Все эти факты никак не уменьшают чудовищные потери и страдания Польши – страна дольше всех в Европе находилась под германской оккупацией, и все же не пошла на сотрудничество с нацистами. Во время войны поляки претерпели страшные лишения и утраты. Страна потеряла шесть миллионов человек, причем половину из них составляли поляки еврейского происхождения.

Десятилетия коммунистического правления также пагубно сказались на и без того подавленных поляках. Советы подавляли не только любые попытки самовыражения, но еще и боролись с религией, надеясь ослабить влияние католической церкви и склонить общество к атеизму. Кроме того, коммунистическое правительство вычеркнуло евреев из военного нарратива. В Польше не было ни одного памятника жертвам холокоста, об этом не упоминалось ни в одном учебнике. Все жертвы фашизма были равны, и целые поколения росли, не имея представления о систематическом истреблении евреев, а холокост был вычеркнут из исторического сознания6.

После падения коммунистического режима главными мучениками Аушвица-Биркенау стали считаться католики, несмотря на то что из 1,3 миллиона погибших в этих лагерях смерти 1,1 миллиона были евреями. В 1950-е годы управление музеем Аушвица сосредоточилось на всем, «что связано с католическим мученичеством или польским национализмом, но не с мученичеством еврейским», как писал доктор Роберт Ян ван Пельт7.

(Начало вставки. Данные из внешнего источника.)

//! Candidate degrees computed once per model and catalog.
//!
//! Candidate values never change between requests, so their unweighted
//! degrees can be fuzzified ahead of time and reused by every scoring call.
#![forbid(unsafe_code)]

use std::collections::HashMap;

use log::{debug, warn};
use savour_core::{Candidate, Catalog, FuzzifiedProfile, FuzzyModel, Scorer};

use crate::FuzzyScorer;

/// Unweighted degrees of every candidate for every model feature.
#[derive(Debug, Clone, Default)]
pub struct PrecomputedCatalog {
    degrees: HashMap<String, FuzzifiedProfile>,
}

impl PrecomputedCatalog {
    /// Fuzzify every candidate of `catalog` against `model`.
    ///
    /// Undeclared candidate values take the neutral default. Attributes the
    /// model does not define are ignored with a warning, and values outside
    /// their feature domain are clamped with a warning.
    #[must_use]
    pub fn new(model: &FuzzyModel, catalog: &Catalog) -> Self {
        let degrees: HashMap<String, FuzzifiedProfile> = catalog
            .iter()
            .map(|candidate| {
                warn_unknown_attributes(model, candidate);
                warn_clamped_attributes(model, candidate);
                (candidate.name().to_owned(), fuzzify_candidate(model, candidate))
            })
            .collect();
        debug!(
            "precomputed degrees for {} candidate(s) over {} feature(s)",
            degrees.len(),
            model.len()
        );
        Self { degrees }
    }

    /// Degrees for the candidate called `name`.
    #[must_use]
    pub fn get(&self, name: &str) -> Option<&FuzzifiedProfile> {
        self.degrees.get(name)
    }

    /// Number of cached candidates.
    #[must_use]
    pub fn len(&self) -> usize {
        self.degrees.len()
    }

    /// Report whether nothing is cached.
    #[must_use]
    pub fn is_empty(&self) -> bool {
        self.degrees.is_empty()
    }
}

fn fuzzify_candidate(model: &FuzzyModel, candidate: &Candidate) -> FuzzifiedProfile {
    let mut fuzzified = FuzzifiedProfile::new();
    for feature in model.features() {
        fuzzified.insert(
            feature.name(),
            feature.fuzzify(candidate.value(feature.name()), model.evaluation()),
        );
    }
    fuzzified
}

fn warn_unknown_attributes(model: &FuzzyModel, candidate: &Candidate) {
    for (feature, _) in candidate.attributes() {
        if model.feature(feature).is_none() {
            warn!(
                "candidate '{}' declares unknown feature '{feature}'; ignoring",
                candidate.name()
            );
        }
    }
}

fn warn_clamped_attributes(model: &FuzzyModel, candidate: &Candidate) {
    for (feature, value) in out_of_domain_attributes(model, candidate) {
        warn!(
            "candidate '{}' value {value} for feature '{feature}' lies outside its domain; clamping",
            candidate.name()
        );
    }
}

/// Declared attributes of `candidate` that fall outside their feature domain.
fn out_of_domain_attributes<'c>(
    model: &FuzzyModel,
    candidate: &'c Candidate,
) -> Vec<(&'c str, f64)> {
    candidate
        .attributes()
        .filter(|&(feature, value)| {
            model
                .feature(feature)
                .is_some_and(|known| !known.domain().contains(value))
        })
        .collect()
}

/// Scorer backed by a [`PrecomputedCatalog`].
///
/// Produces the same scores as [`FuzzyScorer`]. Candidates missing from the
/// cache are fuzzified on demand.
#[derive(Debug, Clone, Copy)]
pub struct PrecomputedScorer<'a> {
    fallback: FuzzyScorer<'a>,
    cache: &'a PrecomputedCatalog,
}

impl<'a> PrecomputedScorer<'a> {
    /// Build a scorer reading from `cache`, falling back to `model`.
    #[must_use]
    pub const fn new(model: &'a FuzzyModel, cache: &'a PrecomputedCatalog) -> Self {
        Self {
            fallback: FuzzyScorer::new(model),
            cache,
        }
    }
}

impl Scorer for PrecomputedScorer<'_> {
    fn raw_score(&self, candidate: &Candidate, profile: &FuzzifiedProfile) -> f64 {
        let Some(cached) = self.cache.get(candidate.name()) else {
            debug!("candidate '{}' not precomputed", candidate.name());
            return self.fallback.raw_score(candidate, profile);
        };
        let total = profile
            .iter()
            .filter_map(|(feature, user)| cached.get(feature).map(|degrees| user.dot(degrees)))
            .sum();
        Self::sanitise(total)
    }
}

#[cfg(test)]
mod tests {
    use rstest::{fixture, rstest};
    use savour_core::{Domain, Feature, PreferenceProfile, Triangle};

    use super::*;
    use crate::fuzzify_profile;

    #[fixture]
    fn model() -> FuzzyModel {
        let triangle = |a, b, c| Triangle::new(a, b, c).expect("valid triangle");
        Feature::new("satiety", Domain::default())
            .and_then(|f| f.with_category("light", triangle(0.0, 0.0, 40.0)))
            .and_then(|f| f.with_category("medium", triangle(30.0, 50.0, 70.0)))
            .and_then(|f| f.with_category("filling", triangle(60.0, 100.0, 100.0)))
            .and_then(|satiety| FuzzyModel::new().with_feature(satiety))
            .expect("valid model")
    }

    #[fixture]
    fn catalog() -> Catalog {
        Catalog::new([
            Candidate::new("Salad").with_attribute("satiety", 10.0),
            Candidate::new("Pasta")
                .with_attribute("satiety", 90.0)
                .with_attribute("sauce", 1.0),
            Candidate::new("Water"),
        ])
        .expect("valid catalog")
    }

    #[rstest]
    fn caches_every_candidate(model: FuzzyModel, catalog: Catalog) {
        let cache = PrecomputedCatalog::new(&model, &catalog);
        assert_eq!(cache.len(), 3);
        let water = cache.get("Water").expect("cached water");
        assert_eq!(water.get("satiety").and_then(|set| set.get("light")), Some(1.0));
        let pasta = cache.get("Pasta").expect("cached pasta");
        assert!(pasta.get("sauce").is_none());
    }

    #[rstest]
    #[case(0.0, 1.0)]
    #[case(45.0, 0.3)]
    #[case(95.0, 2.0)]
    fn matches_per_request_scoring(
        model: FuzzyModel,
        catalog: Catalog,
        #[case] value: f64,
        #[case] weight: f64,
    ) {
        let cache = PrecomputedCatalog::new(&model, &catalog);
        let profile = PreferenceProfile::new().with_preference("satiety", value, weight);
        let fuzzified = fuzzify_profile(&model, &profile).expect("fuzzify");
        let cached = PrecomputedScorer::new(&model, &cache);
        let direct = FuzzyScorer::new(&model);
        for candidate in catalog.iter() {
            assert_eq!(
                cached.raw_score(candidate, &fuzzified),
                direct.raw_score(candidate, &fuzzified),
            );
        }
    }

    #[rstest]
    fn reports_values_outside_the_domain(model: FuzzyModel) {
        let candidate = Candidate::new("Feast")
            .with_attribute("satiety", 140.0)
            .with_attribute("sauce", 500.0);
        assert_eq!(
            out_of_domain_attributes(&model, &candidate),
            vec![("satiety", 140.0)]
        );
        let cache = PrecomputedCatalog::new(
            &model,
            &Catalog::new([candidate]).expect("valid catalog"),
        );
        let feast = cache.get("Feast").expect("cached feast");
        assert_eq!(feast.get("satiety").and_then(|set| set.get("filling")), Some(1.0));
    }

    #[rstest]
    fn in_domain_values_are_not_reported(model: FuzzyModel, catalog: Catalog) {
        for candidate in catalog.iter() {
            assert!(out_of_domain_attributes(&model, candidate).is_empty());
        }
    }

    #[rstest]
    fn falls_back_for_unknown_candidates(model: FuzzyModel) {
        let cache = PrecomputedCatalog::default();
        let profile = PreferenceProfile::new().with_preference("satiety", 90.0, 1.0);
        let fuzzified = fuzzify_profile(&model, &profile).expect("fuzzify");
        let stew = Candidate::new("Stew").with_attribute("satiety", 90.0);
        let score = PrecomputedScorer::new(&model, &cache).raw_score(&stew, &fuzzified);
        assert_eq!(score, FuzzyScorer::new(&model).raw_score(&stew, &fuzzified));
        assert!(score > 0.0);
    }
}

Польша, куда мы с Сэмом приехали в 1991 году, была проникнута духом уверенности и гордости. Это было время подъема. Нация все еще впитывала поразительный триумф профсоюза «Солидарность», действовавшего в союзе с католической церковью. Наконец-то освободившаяся от агрессоров Польша имела все основания гордиться собой. Как наивная инженю, страна разгуливала по мировой экономической сцене, вызывая всеобщее восхищение своими успехами в переходе от коммунизма к рыночной экономике, в чем она заметно опережала своих союзников по Варшавскому договору.

Глобальные новостные издания наперебой писали о политической ситуации в Европе, а Варшава стала региональным центром освещения событий, связанных с падением железного занавеса. Меня же интересовало более далекое прошлое этого города, где когда-то поженились мои дедушка и бабушка. Я сомневалась, что найду какую-то информацию о них или записи об их браке – ведь в городе сохранилась единственная синагога. И все же было очень радостно видеть, как город освобождается от мрачного прошлого с очередями за хлебом и постоянным страхом. Из аэропорта я ехала на такси. На улицах я видела множество крошечных машин, водители которых лихо поворачивали на углах и обгоняли трамваи, словно подростки, только что получившие права. Свобода выражения проявлялась в самых разных формах. Стикеры «Солидарности» все еще красовались на фонарных столбах – и соседствовали с флаерами стриптиз-баров, куда выстраивались длинные очереди мужчин. На стенах красовались огромные свастики и поблекшие таблички с названиями улиц.

1 Таймшеринг – бизнес по продаже доли во владении отелем или другим курортным жильем. Чаще всего применяется на рынке недвижимости как международная система обмена отдыхом среди совладельцев курортных отелей клубного типа. (Примеч. ред.)